■ TASK TO COMPLETE ■
Every line below must be given again exactly.

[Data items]
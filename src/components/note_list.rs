use leptos::prelude::*;

use super::force_graph::scale::display_label;
use crate::graph::{GraphData, GraphNode};
use crate::store::NoteStore;

const LIST_LABEL_CHARS: usize = 32;

/// Side panel: every note with its link count, then the notes linked to or
/// from the open one. Clicking an entry opens that note.
#[component]
pub fn NoteList(#[prop(into)] graph: Signal<GraphData>) -> impl IntoView {
	let store = expect_context::<NoteStore>();

	let linked = Memo::new(move |_| {
		let Some(current) = store.current.get() else {
			return Vec::new();
		};
		graph.with(|g| {
			g.linked_ids(&current)
				.into_iter()
				.filter_map(|id| g.node(id))
				.map(|n| (n.id.clone(), n.title.clone()))
				.collect::<Vec<_>>()
		})
	});

	view! {
		<nav class="note-list">
			<ul>
				<For
					each=move || graph.get().nodes
					key=|node| (node.id.clone(), node.title.clone(), node.link_count)
					children=move |node: GraphNode| {
						let (id, selected_id) = (node.id.clone(), node.id.clone());
						view! {
							<li class:current=move || {
								store.current.get().as_deref() == Some(selected_id.as_str())
							}>
								<button on:click=move |_| store.select(&id)>
									{display_label(&node.title, LIST_LABEL_CHARS)}
									<span class="link-count">{node.link_count}</span>
								</button>
							</li>
						}
					}
				/>
			</ul>
			<Show when=move || store.current.get().is_some()>
				<h2>"Linked notes"</h2>
				<ul class="linked-notes">
					<For
						each=move || linked.get()
						key=|(id, _)| id.clone()
						children=move |(id, title): (String, String)| {
							view! {
								<li>
									<button on:click=move |_| store.select(&id)>
										{display_label(&title, LIST_LABEL_CHARS)}
									</button>
								</li>
							}
						}
					/>
				</ul>
			</Show>
		</nav>
	}
}
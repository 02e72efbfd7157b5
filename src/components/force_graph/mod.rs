mod component;
mod config;
mod render;
pub mod scale;
mod state;

pub use component::ForceGraphCanvas;
pub use config::ForceGraphConfig;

■ WRITTEN SOLUTION ■
filename src/components/note_list.rs
use leptos::prelude::*;

use super::force_graph::scale::display_label;
use crate::graph::{GraphData, GraphNode};
use crate::store::NoteStore;

const LIST_LABEL_CHARS: usize = 32;

/// Side panel: every note with its link count, then the notes linked to or
/// from the open one. Clicking an entry opens that note.
#[component]
pub fn NoteList(#[prop(into)] graph: Signal<GraphData>) -> impl IntoView {
	let store = expect_context::<NoteStore>();

	let linked = Memo::new(move |_| {
		let Some(current) = store.current.get() else {
			return Vec::new();
		};
		graph.with(|g| {
			g.linked_ids(&current)
				.into_iter()
				.filter_map(|id| g.node(id))
				.map(|n| (n.id.clone(), n.title.clone()))
				.collect::<Vec<_>>()
		})
	});

	view! {
		<nav class="note-list">
			<ul>
				<For
					each=move || graph.get().nodes
					key=|node| (node.id.clone(), node.title.clone(), node.link_count)
					children=move |node: GraphNode| {
						let (id, selected_id) = (node.id.clone(), node.id.clone());
						view! {
							<li class:current=move || {
								store.current.get().as_deref() == Some(selected_id.as_str())
							}>
								<button on:click=move |_| store.select(&id)>
									{display_label(&node.title, LIST_LABEL_CHARS)}
									<span class="link-count">{node.link_count}</span>
								</button>
							</li>
						}
					}
				/>
			</ul>
			<Show when=move || store.current.get().is_some()>
				<h2>"Linked notes"</h2>
				<ul class="linked-notes">
					<For
						each=move || linked.get()
						key=|(id, _)| id.clone()
						children=move |(id, title): (String, String)| {
							view! {
								<li>
									<button on:click=move |_| store.select(&id)>
										{display_label(&title, LIST_LABEL_CHARS)}
									</button>
								</li>
							}
						}
					/>
				</ul>
			</Show>
		</nav>
	}
}
repository 02e72efbfd7157b5
filename src/components/force_graph/mod.rs
mod component;
mod config;
mod render;
pub mod scale;
mod state;

pub use component::ForceGraphCanvas;
pub use config::ForceGraphConfig;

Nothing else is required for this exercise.